▸ WHAT IS BEING ASKED: Pick every line from the data below that contains the string "each" and copy it.

▸ EXERCISE INPUTS:
::::::::::
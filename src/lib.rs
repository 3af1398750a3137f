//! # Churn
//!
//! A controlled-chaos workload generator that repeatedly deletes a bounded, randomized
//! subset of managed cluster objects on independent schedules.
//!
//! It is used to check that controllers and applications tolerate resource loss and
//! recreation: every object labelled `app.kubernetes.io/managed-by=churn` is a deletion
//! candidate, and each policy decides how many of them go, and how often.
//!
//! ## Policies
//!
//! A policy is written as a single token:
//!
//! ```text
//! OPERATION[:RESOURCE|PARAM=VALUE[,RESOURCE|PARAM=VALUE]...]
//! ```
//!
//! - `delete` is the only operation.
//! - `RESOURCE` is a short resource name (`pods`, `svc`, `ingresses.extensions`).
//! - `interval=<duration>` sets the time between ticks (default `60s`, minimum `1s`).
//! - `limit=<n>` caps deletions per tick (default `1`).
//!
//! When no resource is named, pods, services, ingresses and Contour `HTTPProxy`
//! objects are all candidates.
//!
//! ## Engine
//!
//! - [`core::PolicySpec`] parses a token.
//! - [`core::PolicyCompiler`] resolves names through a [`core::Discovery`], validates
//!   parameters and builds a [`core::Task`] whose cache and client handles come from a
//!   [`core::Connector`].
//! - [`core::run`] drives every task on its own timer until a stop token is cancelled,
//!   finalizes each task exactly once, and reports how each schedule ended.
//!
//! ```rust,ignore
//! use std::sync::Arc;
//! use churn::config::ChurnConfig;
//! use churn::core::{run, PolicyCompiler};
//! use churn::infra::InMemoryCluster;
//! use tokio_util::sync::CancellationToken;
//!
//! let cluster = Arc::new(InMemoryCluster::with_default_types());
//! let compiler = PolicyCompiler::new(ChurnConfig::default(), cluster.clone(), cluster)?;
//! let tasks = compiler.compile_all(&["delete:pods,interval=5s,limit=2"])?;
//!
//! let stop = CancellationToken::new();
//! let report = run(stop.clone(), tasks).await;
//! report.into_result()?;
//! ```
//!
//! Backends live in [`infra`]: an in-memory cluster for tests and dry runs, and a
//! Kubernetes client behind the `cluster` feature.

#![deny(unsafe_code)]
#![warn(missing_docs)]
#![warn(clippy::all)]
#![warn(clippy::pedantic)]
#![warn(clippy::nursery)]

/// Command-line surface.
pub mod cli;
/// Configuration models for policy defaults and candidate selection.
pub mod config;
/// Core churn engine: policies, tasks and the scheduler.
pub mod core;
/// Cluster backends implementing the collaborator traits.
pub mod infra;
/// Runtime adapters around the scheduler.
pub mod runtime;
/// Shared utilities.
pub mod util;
::::::::::
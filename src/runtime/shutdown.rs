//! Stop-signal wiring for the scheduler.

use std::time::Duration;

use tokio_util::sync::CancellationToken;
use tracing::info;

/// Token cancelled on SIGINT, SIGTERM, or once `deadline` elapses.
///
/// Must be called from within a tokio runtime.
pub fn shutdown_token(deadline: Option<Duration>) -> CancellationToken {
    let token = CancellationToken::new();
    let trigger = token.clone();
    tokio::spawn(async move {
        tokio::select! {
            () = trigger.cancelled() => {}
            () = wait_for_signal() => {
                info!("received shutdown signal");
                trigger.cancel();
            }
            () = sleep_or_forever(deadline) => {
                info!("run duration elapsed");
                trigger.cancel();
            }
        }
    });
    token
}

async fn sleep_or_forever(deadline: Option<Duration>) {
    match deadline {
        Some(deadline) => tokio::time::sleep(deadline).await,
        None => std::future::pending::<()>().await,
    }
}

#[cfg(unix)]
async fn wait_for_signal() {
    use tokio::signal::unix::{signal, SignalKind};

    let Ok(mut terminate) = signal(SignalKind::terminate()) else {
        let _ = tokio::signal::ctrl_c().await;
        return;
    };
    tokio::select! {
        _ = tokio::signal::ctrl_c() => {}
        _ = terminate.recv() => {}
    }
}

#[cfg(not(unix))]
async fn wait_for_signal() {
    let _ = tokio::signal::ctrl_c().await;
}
::::::::::
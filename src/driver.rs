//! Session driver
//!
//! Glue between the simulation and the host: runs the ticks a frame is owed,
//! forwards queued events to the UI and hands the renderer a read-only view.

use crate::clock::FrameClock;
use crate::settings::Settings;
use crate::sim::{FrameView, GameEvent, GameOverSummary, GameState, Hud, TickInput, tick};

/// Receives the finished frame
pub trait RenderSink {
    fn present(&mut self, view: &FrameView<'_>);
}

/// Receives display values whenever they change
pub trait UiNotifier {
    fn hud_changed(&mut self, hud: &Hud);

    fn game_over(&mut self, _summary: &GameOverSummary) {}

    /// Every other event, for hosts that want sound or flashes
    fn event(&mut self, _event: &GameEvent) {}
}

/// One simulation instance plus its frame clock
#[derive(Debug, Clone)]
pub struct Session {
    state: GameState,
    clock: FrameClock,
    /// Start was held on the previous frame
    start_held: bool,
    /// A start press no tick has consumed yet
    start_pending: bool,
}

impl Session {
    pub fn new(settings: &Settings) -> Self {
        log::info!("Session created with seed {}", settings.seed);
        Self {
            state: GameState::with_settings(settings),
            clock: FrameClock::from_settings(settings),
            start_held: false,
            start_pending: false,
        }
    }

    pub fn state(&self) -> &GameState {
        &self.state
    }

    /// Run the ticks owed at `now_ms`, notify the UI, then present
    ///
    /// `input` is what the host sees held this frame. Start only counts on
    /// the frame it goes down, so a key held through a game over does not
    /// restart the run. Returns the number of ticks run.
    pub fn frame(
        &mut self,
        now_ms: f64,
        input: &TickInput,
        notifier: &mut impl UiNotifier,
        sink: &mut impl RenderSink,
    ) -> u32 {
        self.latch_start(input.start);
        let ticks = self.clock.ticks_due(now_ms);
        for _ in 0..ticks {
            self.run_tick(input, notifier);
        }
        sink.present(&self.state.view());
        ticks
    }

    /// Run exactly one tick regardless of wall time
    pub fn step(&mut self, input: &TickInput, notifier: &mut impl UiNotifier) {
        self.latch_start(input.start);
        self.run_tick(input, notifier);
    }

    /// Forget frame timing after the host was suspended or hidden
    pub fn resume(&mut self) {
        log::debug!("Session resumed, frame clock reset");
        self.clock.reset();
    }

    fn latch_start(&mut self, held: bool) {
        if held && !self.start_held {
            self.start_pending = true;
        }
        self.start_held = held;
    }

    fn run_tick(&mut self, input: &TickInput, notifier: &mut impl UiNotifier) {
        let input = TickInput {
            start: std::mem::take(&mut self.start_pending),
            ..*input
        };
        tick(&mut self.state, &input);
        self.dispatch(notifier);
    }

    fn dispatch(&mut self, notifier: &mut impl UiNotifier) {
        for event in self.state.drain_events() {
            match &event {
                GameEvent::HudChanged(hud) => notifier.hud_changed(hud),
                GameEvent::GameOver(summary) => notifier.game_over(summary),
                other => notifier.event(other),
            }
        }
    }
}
::::::::::
▸ EXERCISE ANSWER:
//! candidate, and each policy decides how many of them go, and how often.
//!   finalizes each task exactly once, and reports how each schedule ended.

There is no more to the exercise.